▸ Recorded data:

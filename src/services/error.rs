use std::collections::HashMap;
use std::time::Duration;
use thiserror::Error;
use validator::ValidationErrors;

use crate::auth::AuthError;
use crate::store::StoreError;

/// Failures raised by the ownership gate, the reordering engine and the
/// resource services.
#[derive(Debug, Error)]
pub enum ServiceError {
    #[error("{0} not found")]
    NotFound(String),

    #[error("you do not have permission to access this resource")]
    Forbidden,

    /// Parent and child ids are individually valid but unrelated
    #[error("{0}")]
    InvalidRelationship(String),

    #[error("{0}")]
    BadRequest(String),

    #[error("{message}")]
    Validation {
        message: String,
        field_errors: HashMap<String, String>,
    },

    #[error("{0}")]
    Conflict(String),

    #[error("{0}")]
    Unauthorized(String),

    #[error("{operation} did not complete within {limit:?}")]
    Timeout { operation: &'static str, limit: Duration },

    #[error("storage failure: {0}")]
    Store(#[source] StoreError),

    /// Failure inside the service itself (token signing, hashing)
    #[error("{0}")]
    Internal(String),
}

impl ServiceError {
    pub fn not_found(what: impl Into<String>) -> Self {
        ServiceError::NotFound(what.into())
    }

    pub fn invalid_relationship(message: impl Into<String>) -> Self {
        ServiceError::InvalidRelationship(message.into())
    }

    pub fn bad_request(message: impl Into<String>) -> Self {
        ServiceError::BadRequest(message.into())
    }

    pub fn conflict(message: impl Into<String>) -> Self {
        ServiceError::Conflict(message.into())
    }

    pub fn unauthorized(message: impl Into<String>) -> Self {
        ServiceError::Unauthorized(message.into())
    }
}

impl From<StoreError> for ServiceError {
    fn from(err: StoreError) -> Self {
        match err {
            StoreError::NotFound(what) => ServiceError::NotFound(what),
            StoreError::Conflict(msg) => ServiceError::Conflict(msg),
            other => ServiceError::Store(other),
        }
    }
}

impl From<AuthError> for ServiceError {
    fn from(err: AuthError) -> Self {
        match err {
            AuthError::InvalidToken(_) | AuthError::SessionInactive => {
                ServiceError::Unauthorized(err.to_string())
            }
            other => ServiceError::Internal(other.to_string()),
        }
    }
}

impl From<ValidationErrors> for ServiceError {
    fn from(errors: ValidationErrors) -> Self {
        let field_errors = errors
            .field_errors()
            .into_iter()
            .map(|(field, errs)| {
                let message = errs
                    .iter()
                    .map(|e| {
                        e.message
                            .as_ref()
                            .map(|m| m.to_string())
                            .unwrap_or_else(|| e.code.to_string())
                    })
                    .collect::<Vec<_>>()
                    .join("; ");
                (field.to_string(), message)
            })
            .collect();

        ServiceError::Validation {
            message: "Validation failed".to_string(),
            field_errors,
        }
    }
}
// handlers/public/auth/login.rs - POST /auth/login handler

use axum::extract::State;

use crate::api::{AuthTokenResponse, LoginRequest};
use crate::handlers::ApiJson;
use crate::middleware::{ApiResponse, ApiResult};
use crate::state::AppState;

/// POST /auth/login - Authenticate user and receive JWT token
///
/// Expected Input:
/// ```json
/// { "email": "ana@example.com", "password": "Sup3r$ecret" }
/// ```
///
/// Expected Output (Success):
/// ```json
/// { "success": true, "data": { "token": "eyJhbGciOiJIUzI1NiI..." } }
/// ```
///
/// Unknown email and wrong password both answer 401 with the same message.
/// With single-session enabled a user who is still logged in gets 409.
pub async fn login_post(
    State(state): State<AppState>,
    ApiJson(payload): ApiJson<LoginRequest>,
) -> ApiResult<AuthTokenResponse> {
    let token = state.services.users.login(payload).await?;
    Ok(ApiResponse::success(AuthTokenResponse { token }))
}
pub mod project;
pub mod task;
pub mod todo_list;
pub mod user;

pub use project::Project;
pub use task::Task;
pub use todo_list::TodoList;
pub use user::User;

▸ Aim of the exercise: Reproduce the lines of the records exactly, from the first one through the line that contains "pub enum ServiceError".

▸ Response to this exercise:
filename src/services/error.rs
use std::collections::HashMap;
use std::time::Duration;
use thiserror::Error;
use validator::ValidationErrors;

use crate::auth::AuthError;
use crate::store::StoreError;

/// Failures raised by the ownership gate, the reordering engine and the
/// resource services.
#[derive(Debug, Error)]
pub enum ServiceError {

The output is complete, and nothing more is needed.